▶ _Task goal_: Every line of the records below that holds the word "NewAccount" should be copied out.

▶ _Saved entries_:
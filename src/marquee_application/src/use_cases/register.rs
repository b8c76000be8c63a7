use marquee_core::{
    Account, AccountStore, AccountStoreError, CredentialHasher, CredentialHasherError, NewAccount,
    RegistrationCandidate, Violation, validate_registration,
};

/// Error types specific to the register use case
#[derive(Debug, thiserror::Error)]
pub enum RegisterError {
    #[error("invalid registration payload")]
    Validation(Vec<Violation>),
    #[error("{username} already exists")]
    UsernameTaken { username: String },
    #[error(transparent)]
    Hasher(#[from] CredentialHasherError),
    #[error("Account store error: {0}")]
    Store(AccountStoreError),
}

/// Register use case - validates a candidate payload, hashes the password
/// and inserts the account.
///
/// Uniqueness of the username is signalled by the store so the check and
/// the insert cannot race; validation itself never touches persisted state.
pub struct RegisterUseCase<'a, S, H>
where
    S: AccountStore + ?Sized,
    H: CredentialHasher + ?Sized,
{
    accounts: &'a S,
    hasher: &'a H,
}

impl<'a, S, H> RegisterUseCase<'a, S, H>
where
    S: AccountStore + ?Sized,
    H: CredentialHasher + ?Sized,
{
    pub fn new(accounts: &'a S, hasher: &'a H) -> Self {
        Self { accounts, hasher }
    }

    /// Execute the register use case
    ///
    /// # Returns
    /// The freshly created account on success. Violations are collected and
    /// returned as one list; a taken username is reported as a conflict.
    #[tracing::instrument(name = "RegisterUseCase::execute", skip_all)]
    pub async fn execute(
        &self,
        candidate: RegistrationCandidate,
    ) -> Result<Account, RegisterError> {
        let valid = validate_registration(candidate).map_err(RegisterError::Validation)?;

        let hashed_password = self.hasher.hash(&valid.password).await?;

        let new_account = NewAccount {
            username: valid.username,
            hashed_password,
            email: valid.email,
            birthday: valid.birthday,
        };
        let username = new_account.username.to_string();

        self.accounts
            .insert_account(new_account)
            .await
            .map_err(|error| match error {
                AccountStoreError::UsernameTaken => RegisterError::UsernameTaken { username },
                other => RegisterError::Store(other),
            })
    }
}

▶ _Response to this exercise_:
    Account, AccountStore, AccountStoreError, CredentialHasher, CredentialHasherError, NewAccount,
        let new_account = NewAccount {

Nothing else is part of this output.